Year of Publication: 2015
Page Numbers: 40-50
Authors: Liulin Zhou, Guoyin Wanga, Taihua Xu
Conference Name: The Second International Conference on Artificial Intelligence and Pattern Recognition (AIPR2015)
- China

Abstract:


In-sim-dominance relation is proposed to deal with hybrid information system in which the objects are described by a finite set of qualitative and quantitative attributes. Accuracy and roughness are two main tools to deal with uncertainty measurement issue in Pawlak rough set theory. However, there are few studies on uncertainty measurement based on the in-sim-dominance relation. In this paper, traditional accuracy and roughness measurements are extended to deal with hybrid information system, approximation accuracy and approximation roughness based on the in-sim-dominance relation are also defined.

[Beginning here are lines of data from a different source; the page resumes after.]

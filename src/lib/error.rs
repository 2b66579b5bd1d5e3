use crate::executor::Cancelled;
use crate::name::NameError;
use crate::parse::ParseError;
use crate::store::StoreError;

/// Errors returned by parameter operations.
///
/// Validation errors ([`Error::Name`], [`Error::Parse`],
/// [`Error::SlashWithoutRecursive`], [`Error::ProgramNotFound`]) and the
/// `Require*` preconditions are raised before any remote call is made.
/// [`Error::Store`] is passed through from the store unchanged.
#[derive(Debug, thiserror::Error)]
pub enum Error {
  #[error("command is required")]
  RequireCommand,
  #[error("command not found: {program}")]
  ProgramNotFound {
    program: String,
    #[source]
    source: which::Error,
  },
  #[error("name=value is required")]
  RequireNameAndValue,
  #[error("path is required")]
  RequirePath,
  #[error("a name must not contain slashes without a recursive flag: {0}")]
  SlashWithoutRecursive(String),
  #[error(transparent)]
  Name(#[from] NameError),
  #[error(transparent)]
  Parse(#[from] ParseError),
  #[error(transparent)]
  Store(#[from] StoreError),
  #[error(transparent)]
  Cancelled(#[from] Cancelled),
  /// Writing to the activity log or command output failed.
  #[error("output error: {0}")]
  Output(#[from] std::io::Error),
}

pub type Result<T, E = Error> = std::result::Result<T, E>;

In particular, a concept called hybrid entropy is first introduced to measure the uncertainty of a hybrid information system. Then entropy-based roughness and approximation roughness of hybrid information system are proposed. Experiments are conducted on standard UCI data sets to test the proposed methodologies, and the results demonstrate that the entropy-based approximation roughness is effective and suitable for measuring the uncertainty of hybrid information system.